It's great that you want to help your mother through this, she will need as much support as she can get. The thing is, you can only help her if she wants help. If your mother doesn't want to give up drinking, theres nothing you can do i'm afraid. She needs to want to quit before you can help.
I don't know too much about adictions i'm afraid, I can only give my own personal opinion but with any addiction, going cold turkey is probably the best option to take. It's extreme, it will be horrible for them and horrible to watch but if someone who has an addiction, such as alcohol abuse, if they have that little bit of alcohol in their system, they will instantly want more. It will never stop at that one drink, and chances are, if they think they are doing well in reducing the amount that they drink, they might decide to drink a wee bit more one day because they can handle it. Truth is, they can't.
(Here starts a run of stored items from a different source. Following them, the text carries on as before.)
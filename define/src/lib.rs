//! Restive Definition Library
//!
//! This crate provides the document model for declarative REST resource
//! interfaces. A resource document describes one addressable resource — its
//! path, key structure, supported CRUD operations, finder queries, actions,
//! and nested sub-resources — and is consumed by `restive-gen` to compile
//! strongly-typed request-builder clients.
//!
//! ## Core Types
//!
//! - [`ResourceSchema`] - A node in the resource interface tree
//! - [`ResourceKind`] - The populated shape branch (collection, association,
//!   actions set)
//! - [`CollectionSchema`] / [`AssociationSchema`] / [`ActionsSetSchema`] -
//!   The three resource shapes
//! - [`IdentifierSchema`] / [`AssocKeySchema`] - Key declarations
//! - [`ResourceMethod`] - The CRUD and batch-CRUD operation vocabulary
//! - [`FinderSchema`] / [`ActionSchema`] / [`ParameterSchema`] - Query and
//!   RPC-style operation declarations
//!
//! ## Examples
//!
//! Documents are JSON files; the model deserializes them with serde:
//!
//! ```
//! use restive_define::{ResourceKind, ResourceSchema};
//!
//! let doc = r#"{
//!     "name": "widget",
//!     "path": "/widgets",
//!     "schema": "com.example.Widget",
//!     "collection": {
//!         "identifier": {"name": "widgetId", "type": "long"},
//!         "supports": ["get", "create"],
//!         "finders": [{
//!             "name": "byOwner",
//!             "parameters": [{"name": "owner", "type": "string"}]
//!         }],
//!         "entity": {"path": "/widgets/{widgetId}"}
//!     }
//! }"#;
//!
//! let resource: ResourceSchema = serde_json::from_str(doc).unwrap();
//! assert!(matches!(resource.kind().unwrap(), ResourceKind::Collection(_)));
//! ```
//!
//! Structural requirements beyond well-formed JSON (exactly one shape
//! branch, known operation names, identifier presence) are enforced by the
//! compiler's validator, not by this crate, so that one malformed resource
//! does not abort a whole compilation batch.

pub mod operations;
pub mod prelude;
pub mod resource;

// Re-export main types at crate root
pub use operations::{
    ActionSchema, FinderSchema, MetadataSchema, ParameterSchema, ResourceMethod, RestMethodSchema,
};
pub use resource::{
    ActionsSetSchema, AssocKeySchema, AssociationSchema, CollectionSchema, EntitySchema,
    IdentifierSchema, ResourceKind, ResourceSchema, ShapeError,
};
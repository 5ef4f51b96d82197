//! Compilation driver: ingestion, aggregation, emission.
//!
//! The driver discovers resource documents, parses and compiles each one,
//! and aggregates every problem into one diagnostic list instead of
//! failing fast — one malformed file or resource never aborts the batch.
//! The only exception is a batch whose sole input fails, which is an
//! error in its own right.
//!
//! Emission goes through the staleness oracle first: when every target
//! is newer than every source, the run reports zero modified files and
//! writes nothing.

use std::collections::HashSet;
use std::fs;
use std::path::{Path, PathBuf};

use restive_define::ResourceSchema;

use crate::context::CompilationContext;
use crate::descriptor::{FacadeDescriptor, PathKeyChain};
use crate::emit::render_facade_module;
use crate::errors::{CompilerError, Diagnostic};
use crate::naming::snake_case;
use crate::output::{up_to_date, write_source_file};
use crate::resolver::TypeLookup;
use crate::walker::walk_resource;

/// Recognized extension for resource documents.
pub const RESOURCE_FILE_EXTENSION: &str = ".restspec.json";

/// Outcome of compiling a batch of documents, before emission.
#[derive(Debug)]
pub struct CompileResult {
    /// Successfully compiled facades, in source order.
    pub facades: Vec<FacadeDescriptor>,
    /// Aggregated problems across all inputs.
    pub diagnostics: Vec<Diagnostic>,
    /// Every source file that was read.
    pub source_files: Vec<PathBuf>,
}

/// Outcome of a full run, emission included.
#[derive(Debug)]
pub struct RunResult {
    /// Every source file that was read.
    pub source_files: Vec<PathBuf>,
    /// Every target file the facades map to.
    pub target_files: Vec<PathBuf>,
    /// Target files actually (re)generated this run; empty when targets
    /// were up to date.
    pub modified_files: Vec<PathBuf>,
    /// Aggregated problems across all inputs.
    pub diagnostics: Vec<Diagnostic>,
    /// Successfully compiled facades, in source order.
    pub facades: Vec<FacadeDescriptor>,
}

/// Expands files and directories into the list of documents to compile.
///
/// Directories are searched one level deep for files with the recognized
/// extension, sorted by name for deterministic batch order. Explicit
/// file arguments are taken as-is.
///
/// ## Errors
///
/// Returns [`CompilerError::SourceNotFound`] when an argument names
/// nothing on disk.
pub fn discover_sources(paths: &[PathBuf]) -> Result<Vec<PathBuf>, CompilerError> {
    let mut sources = Vec::new();
    for path in paths {
        if !path.exists() {
            return Err(CompilerError::SourceNotFound(path.display().to_string()));
        }
        if path.is_dir() {
            let mut entries: Vec<PathBuf> = fs::read_dir(path)
                .map_err(|source| CompilerError::Read {
                    path: path.display().to_string(),
                    source,
                })?
                .filter_map(|entry| entry.ok())
                .map(|entry| entry.path())
                .filter(|entry| {
                    entry
                        .file_name()
                        .and_then(|name| name.to_str())
                        .is_some_and(|name| name.ends_with(RESOURCE_FILE_EXTENSION))
                })
                .collect();
            entries.sort();
            sources.extend(entries);
        } else {
            sources.push(path.clone());
        }
    }
    Ok(sources)
}

/// Parses and compiles every source document, aggregating failures.
pub fn compile_sources(sources: &[PathBuf], lookup: &dyn TypeLookup) -> CompileResult {
    let mut ctx = CompilationContext::new(lookup);
    let mut parsed: Vec<(PathBuf, ResourceSchema)> = Vec::new();

    for path in sources {
        let text = match fs::read_to_string(path) {
            Ok(text) => text,
            Err(err) => {
                ctx.diagnostic(path.display().to_string(), err.to_string());
                continue;
            }
        };
        match serde_json::from_str::<ResourceSchema>(&text) {
            Ok(resource) => parsed.push((path.clone(), resource)),
            Err(err) => {
                let parse = CompilerError::Parse {
                    path: path.display().to_string(),
                    detail: err.to_string(),
                };
                ctx.diagnostic(path.display().to_string(), parse.to_string());
            }
        }
    }

    // Two documents declaring the same resource would derive colliding
    // facade names; report the duplicate instead of tripping the
    // internal-collision check.
    let mut seen: HashSet<(Option<String>, String)> = HashSet::new();
    let mut facades = Vec::new();
    for (path, resource) in parsed {
        if !seen.insert((resource.namespace.clone(), resource.name.clone())) {
            ctx.diagnostic(
                path.display().to_string(),
                format!("duplicate resource '{}' in batch", resource.name),
            );
            continue;
        }
        match walk_resource(&resource, &PathKeyChain::new(), &mut ctx) {
            Ok(facade) => facades.push(facade),
            Err(err) => ctx.diagnostic(path.display().to_string(), err.to_string()),
        }
    }

    CompileResult {
        facades,
        diagnostics: ctx.diagnostics,
        source_files: sources.to_vec(),
    }
}

/// The target file one facade renders to.
fn target_file(target_dir: &Path, facade: &FacadeDescriptor) -> PathBuf {
    target_dir.join(format!("{}.rs", snake_case(&facade.resource_name)))
}

/// Compiles the given source paths and renders the facades into
/// `target_dir`, one file per top-level resource.
///
/// With `dry_run`, everything is compiled and rendered but nothing is
/// written; `modified_files` still reports what a real run would have
/// written.
///
/// ## Errors
///
/// Returns an error when a source path does not exist, when the batch's
/// sole input fails to compile, or when rendering or writing an output
/// fails.
pub fn run(
    source_paths: &[PathBuf],
    target_dir: &Path,
    lookup: &dyn TypeLookup,
    dry_run: bool,
) -> Result<RunResult, CompilerError> {
    let sources = discover_sources(source_paths)?;
    let compiled = compile_sources(&sources, lookup);

    if compiled.facades.is_empty() && sources.len() == 1 && !compiled.diagnostics.is_empty() {
        let diagnostic = &compiled.diagnostics[0];
        return Err(CompilerError::SoleInputFailed {
            path: diagnostic.path.clone(),
            message: diagnostic.message.clone(),
        });
    }

    let target_files: Vec<PathBuf> = compiled
        .facades
        .iter()
        .map(|facade| target_file(target_dir, facade))
        .collect();

    let mut modified_files = Vec::new();
    if !up_to_date(&sources, &target_files) {
        for (facade, target) in compiled.facades.iter().zip(&target_files) {
            let rendered = render_facade_module(facade)?;
            if !dry_run {
                write_source_file(target, &rendered)?;
            }
            modified_files.push(target.clone());
        }
    }

    Ok(RunResult {
        source_files: compiled.source_files,
        target_files,
        modified_files,
        diagnostics: compiled.diagnostics,
        facades: compiled.facades,
    })
}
If your mum wants to quit, both of you get rid of all the alcohol in the house. You said you aren't around most of the time, thats fine, as long as you support her. Something your mum could do if she decides to quit is, instead of picking up a bottle, pick up the phone and ring you. Doing something like that could help, instead of giving into the craving, talk to someone about it and tell them that your having a problem. It will be difficult to do but that way, she knows that she has her support. I know it might seem like a rubbish idea, but i've used it in the past. I didn't have an addiction problem, it was self harm (thats why i'm anonymous) and instead of hurting myself, I spoke to someone and said "Look, i'm feeling down and want to cut". Having that support really helped me.
For more support, suggest AA. She would really benefit from it.